Zoe talks about her relationship with her grandad and how Parkinson’s affected both their lives.
“Will you stop shaking,” my grandad says, as he stares at his hand while trying to steady the tremoring palm on his armchair. I hadn’t even noticed his hand was shaking at all.
When visiting my grandad as a child he would either be typing away on his computer, painting, or fixing some electrical device. My grandad is the most intelligent person I know. He worked in the RAF in his late teens, then went on to work for electrical companies fixing machines and technical equipment.
Every time I went round to see him, various electric paraphernalia would be lined up the stairs ‒ you would have to dodge at least a TV sitting on the floor before you made it into the living room.
He was diagnosed with Parkinson’s over 10 years ago, when I was 12 years old. Grandad just seemed a bit slower than usual and he had a slight tremor in his left hand. It remained like this for a few years. As time went on, the tremor got worse and rather than a slight wobble, his hand would shake significantly.
Other than the tremor, I never really noticed any other symptoms. Yes, my grandad was walking slowly and was a little off balance, but no more than any other man his age (he was in his late 70s at this point).
Getting harder to witness
As I grew older and time went on, it became harder for me to witness the effects of the condition. The tremor now affected both hands and he became progressively less mobile. I specifically remember one day my grandad was holding his prescription at the chemist and his hand was shaking so violently the paper was rustling loudly, drawing attention to him. I saw the stress on my grandad’s face having no control over over it.
I have researched and studied things about the condition at university to help me understand things more, particularly on the problems it causes with communication and speech.
Since living in a care home and with the support of professionals, my grandad’s movement has improved. I think this is because he has been so determined to walk again. When I visited and saw him get up and walk towards me, it made my heart fill with pride. I was able to give him a proper hug for the first time in years.
I don’t care that my Grandad has Parkinson’s. It shouldn’t define you.
Defining my grandad
For me the hardest part of my grandad having Parkinson’s isn’t to do with the condition itself. I can cope with the fact that he gets a bit forgetful, or that he can’t really walk very far. But I do find it hard to see him no longer able to do the things he loves. I try and find ways to help him stay engaged. He can no longer paint but he can listen to the radio, which reminds him of his days working in the RAF, which he loved.

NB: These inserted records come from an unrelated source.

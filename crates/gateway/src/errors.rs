//! Error type for gateway calls.
//!
//! A call ends in exactly one of two ways: a parsed JSON value, or a
//! [`GatewayError`]. The two failure kinds the gateway protocol knows about are
//! [`GatewayError::Transport`] (the request never produced a response) and
//! [`GatewayError::Application`] (the gateway answered with a non-200 status).
//! Everything else is a local problem: a malformed body, a bad endpoint, or an
//! option that cannot be expressed as a header.
//!
//! None of these are retried.

use thiserror::Error;

use crate::RemoteException;

/// Errors produced while issuing a gateway call or interpreting its response.
#[derive(Debug, Error)]
#[non_exhaustive]
pub enum GatewayError {
    /// Connection-level failure: refused, DNS lookup failed, reset, or the
    /// body stream broke before end-of-stream.
    #[error("Transport error calling {url}: {source}")]
    Transport {
        /// The URL that was being requested.
        url: String,
        /// The underlying client error.
        #[source]
        source: Box<dyn std::error::Error + Send + Sync>,
    },

    /// The gateway answered with a status other than `200 OK`.
    #[error("Gateway returned HTTP {status}: {body}")]
    Application {
        /// HTTP status code of the response.
        status: u16,
        /// Decoded response body, kept verbatim for diagnostics.
        body: String,
        /// The remote exception, when the body is a serialised one.
        remote: Option<RemoteException>,
    },

    /// A `200 OK` response carried a body that is not valid JSON.
    #[error("Response body is not valid JSON: {source}")]
    Parse {
        /// The JSON parser error.
        #[source]
        source: serde_json::Error,
        /// The body that failed to parse.
        body: String,
    },

    /// The object name or method name was empty, or the request URL could not
    /// be built from them.
    #[error("Invalid request: {message}")]
    InvalidRequest {
        /// Description of the problem.
        message: String,
    },

    /// The gateway endpoint configuration is invalid.
    ///
    /// Produced when a caller is constructed; a caller never starts with an
    /// invalid endpoint.
    #[error("Configuration error: {message}")]
    Configuration {
        /// Description of the configuration problem.
        message: String,
    },

    /// A call option could not be encoded as an HTTP header value.
    #[error("Invalid value for header '{name}': {message}")]
    InvalidHeader {
        /// Header name.
        name: &'static str,
        /// Why the value was rejected.
        message: String,
    },
}

impl GatewayError {
    /// Builds an [`GatewayError::Application`] from a non-200 response,
    /// extracting the remote exception when the body holds one.
    pub fn application(status: u16, body: impl Into<String>) -> Self {
        let body = body.into();
        let remote = RemoteException::from_body(&body);
        Self::Application {
            status,
            body,
            remote,
        }
    }

    /// Wraps a client error as [`GatewayError::Transport`].
    pub fn transport(
        url: impl Into<String>,
        source: impl Into<Box<dyn std::error::Error + Send + Sync>>,
    ) -> Self {
        Self::Transport {
            url: url.into(),
            source: source.into(),
        }
    }

    /// Returns the HTTP status for application errors.
    pub fn status(&self) -> Option<u16> {
        match self {
            Self::Application { status, .. } => Some(*status),
            _ => None,
        }
    }

    /// Renders this error followed by every `source()` beneath it, joined
    /// with `": "`.
    ///
    /// Client errors usually keep the useful part (e.g. "Connection refused")
    /// several levels down. Messages already contained in the text so far are
    /// skipped.
    pub fn error_chain(&self) -> String {
        let mut chain = self.to_string();
        let mut next = std::error::Error::source(self);
        while let Some(cause) = next {
            let message = cause.to_string();
            if !chain.contains(&message) {
                chain.push_str(": ");
                chain.push_str(&message);
            }
            next = cause.source();
        }
        chain
    }

    /// Returns `true` if the request never produced a response.
    pub fn is_transport(&self) -> bool {
        matches!(self, Self::Transport { .. })
    }
}

#[cfg(test)]
mod tests {
    use super::*;

    #[test]
    fn application_error_keeps_plain_body() {
        let err = GatewayError::application(500, "error text");
        assert_eq!(err.status(), Some(500));
        assert!(err.to_string().contains("error text"));
        match err {
            GatewayError::Application { remote, .. } => assert!(remote.is_none()),
            other => panic!("unexpected error: {other:?}"),
        }
    }

    #[test]
    fn application_error_extracts_remote_exception() {
        let body = r#"{"__class__": "builtins.KeyError", "__exception__": true, "args": ["missing"], "attributes": {}}"#;
        let err = GatewayError::application(500, body);
        match err {
            GatewayError::Application {
                remote: Some(remote),
                ..
            } => {
                assert_eq!(remote.class, "builtins.KeyError");
                assert_eq!(remote.args, vec![serde_json::json!("missing")]);
            }
            other => panic!("unexpected error: {other:?}"),
        }
    }

    #[derive(Debug, Error)]
    #[error("error sending request")]
    struct SendError(#[source] std::io::Error);

    #[test]
    fn error_chain_includes_nested_causes() {
        let io = std::io::Error::new(std::io::ErrorKind::ConnectionRefused, "Connection refused");
        let err = GatewayError::transport("http://127.0.0.1:1/pyro/a/b", SendError(io));

        assert!(!err.to_string().contains("refused"));
        assert_eq!(
            err.error_chain(),
            "Transport error calling http://127.0.0.1:1/pyro/a/b: error sending request: Connection refused"
        );
    }

    #[test]
    fn transport_error_reports_source() {
        let err = GatewayError::transport("http://localhost:1/pyro/a/b", "connection refused");
        assert!(err.is_transport());
        assert_eq!(err.status(), None);
        assert!(err.to_string().contains("connection refused"));
    }
}
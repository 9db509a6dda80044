//! Domain types for calling methods on remote objects through an HTTP object
//! gateway.
//!
//! The gateway maps `GET /<prefix>/<objectId>/<methodName>` onto a method call
//! on a remote object and answers with JSON. This crate describes such calls
//! and interprets their responses; it performs no I/O itself.
//!
//! ## Architectural Layer
//!
//! **Domain + port definitions.** Transports implement [`GatewayClient`]
//! (see the `gateway-http` crate); everything here is pure.
//!
//! ## Module Layout
//!
//! | Module | Contents |
//! |--------|----------|
//! | [`identifiers`] | Newtype identifiers (`ObjectId`, `MethodName`, `CorrelationId`) |
//! | [`types`] | Endpoint config, request descriptor, call options, responses |
//! | [`body`] | Charset resolution, body decoding and JSON parsing |
//! | [`errors`] | [`GatewayError`] |
//! | [`client`] | The [`GatewayClient`] port and the [`dispatch`] adapter |

pub mod body;
pub mod client;
pub mod errors;
pub mod identifiers;
pub mod types;

// Re-export everything at the crate root for ergonomic usage by downstream crates.
pub use body::{decode_body, parse_body, resolve_charset, DEFAULT_CHARSET};
pub use client::{dispatch, report_failure, GatewayClient};
pub use errors::GatewayError;
pub use identifiers::{CorrelationId, MethodName, ObjectId};
pub use types::{
    CallOptions, GatewayConfig, GatewayRequest, GatewayResponse, RemoteException,
    CORRELATION_ID_HEADER, GATEWAY_KEY_HEADER, OPTIONS_HEADER,
};

// Re-exported so implementors and callers agree on the JSON value type.
pub use serde_json::Value;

But the thing I find most upsetting it that my grandad is embarrassed of his Parkinson’s. I have seen my strong, intelligent and sociable grandad no longer leave the house for fear of how people will look at him.

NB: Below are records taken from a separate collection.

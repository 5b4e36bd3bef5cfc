use std::time::Duration;

use async_trait::async_trait;
use chrono::{DateTime, Utc};
use reqwest::Client;
use serde::{Deserialize, Serialize};
use serde_json::json;
use uuid::Uuid;

use crate::error::{AppError, Result};

use super::{ArticleSource, SourceArticle};

const OMNIVORE_API_URL: &str = "https://api-prod.omnivore.app/api/graphql";

const SEARCH_QUERY: &str = r#"
query RecentArticles($after: String, $first: Int) {
    search(after: $after, first: $first, query: "", includeContent: true) {
        ... on SearchSuccess {
            edges {
                node {
                    id
                    title
                    savedAt
                    url
                    content
                }
            }
        }
        ... on SearchError {
            errorCodes
        }
    }
}
"#;

const SAVE_URL_MUTATION: &str = r#"
mutation SaveUrl($input: SaveUrlInput!) {
    saveUrl(input: $input) {
        ... on SaveSuccess {
            url
            clientRequestId
        }
        ... on SaveError {
            errorCodes
            message
        }
    }
}
"#;

#[derive(Debug, Serialize)]
struct GraphQlRequest<'a> {
    query: &'a str,
    variables: serde_json::Value,
}

#[derive(Debug, Deserialize)]
struct GraphQlResponse<T> {
    data: Option<T>,
    #[serde(default)]
    errors: Vec<GraphQlError>,
}

#[derive(Debug, Deserialize)]
struct GraphQlError {
    message: String,
}

#[derive(Debug, Deserialize)]
struct SearchData {
    search: SearchResult,
}

#[derive(Debug, Deserialize)]
struct SearchResult {
    #[serde(default)]
    edges: Option<Vec<SearchEdge>>,
    #[serde(rename = "errorCodes", default)]
    error_codes: Option<Vec<String>>,
}

#[derive(Debug, Deserialize)]
struct SearchEdge {
    node: SearchNode,
}

#[derive(Debug, Deserialize)]
struct SearchNode {
    title: String,
    url: String,
    #[serde(rename = "savedAt")]
    saved_at: DateTime<Utc>,
    content: Option<String>,
}

#[derive(Debug, Deserialize)]
struct SaveData {
    #[serde(rename = "saveUrl")]
    save_url: SaveResult,
}

#[derive(Debug, Deserialize)]
struct SaveResult {
    url: Option<String>,
    #[serde(rename = "errorCodes")]
    error_codes: Option<Vec<String>>,
    message: Option<String>,
}

pub struct OmnivoreClient {
    client: Client,
    api_key: String,
}

impl OmnivoreClient {
    pub fn new(api_key: String) -> Result<Self> {
        let client = Client::builder()
            .timeout(Duration::from_secs(30))
            .build()?;
        Ok(Self { client, api_key })
    }

    async fn post<T: for<'de> Deserialize<'de>>(
        &self,
        query: &str,
        variables: serde_json::Value,
    ) -> Result<T> {
        let response = self
            .client
            .post(OMNIVORE_API_URL)
            .header("Authorization", &self.api_key)
            .json(&GraphQlRequest { query, variables })
            .send()
            .await?;

        if !response.status().is_success() {
            let status = response.status();
            let error_text = response.text().await?;
            return Err(AppError::OmnivoreApi(format!("HTTP {status}: {error_text}")));
        }

        let body: GraphQlResponse<T> = response.json().await?;
        if let Some(error) = body.errors.first() {
            return Err(AppError::OmnivoreApi(error.message.clone()));
        }
        body.data
            .ok_or_else(|| AppError::OmnivoreApi("response had no data".to_string()))
    }
}

#[async_trait]
impl ArticleSource for OmnivoreClient {
    async fn recent_articles(&self, first: usize) -> Result<Vec<SourceArticle>> {
        let data: SearchData = self
            .post(SEARCH_QUERY, json!({ "after": null, "first": first }))
            .await?;

        if let Some(codes) = data.search.error_codes {
            return Err(AppError::OmnivoreApi(format!("search failed: {}", codes.join(", "))));
        }

        let articles = data
            .search
            .edges
            .unwrap_or_default()
            .into_iter()
            .map(|edge| SourceArticle {
                title: edge.node.title,
                url: edge.node.url,
                content: edge.node.content.unwrap_or_default(),
                saved_at: edge.node.saved_at,
            })
            .collect();
        Ok(articles)
    }

    async fn save_url(&self, url: &str, label: &str) -> Result<String> {
        let url = url.trim_end_matches('>');
        let variables = json!({
            "input": {
                "clientRequestId": Uuid::new_v4().to_string(),
                "source": "api",
                "url": url,
                "labels": [{ "name": label }],
            }
        });

        let data: SaveData = self.post(SAVE_URL_MUTATION, variables).await?;
        match data.save_url {
            SaveResult { url: Some(saved), .. } => {
                tracing::info!("Saved {} to Omnivore with label {}", saved, label);
                Ok(saved)
            }
            SaveResult {
                error_codes: Some(codes),
                message,
                ..
            } => Err(AppError::OmnivoreApi(format!(
                "save failed ({}): {}",
                codes.join(", "),
                message.unwrap_or_else(|| "no message".to_string())
            ))),
            _ => Err(AppError::OmnivoreApi("unexpected saveUrl response".to_string())),
        }
    }
}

I don’t care that my grandad has Parkinson’s. It shouldn’t define you – it definitely is not how I define him. His long term memory is intact and whenever I see him I get him to tell me the story of how he met my nan – a story I will never tire of hearing. I will always cherish the stories my grandad had told me, the amazing things he has taught me and the love he has shown me – Parkinson’s will never have an effect on that.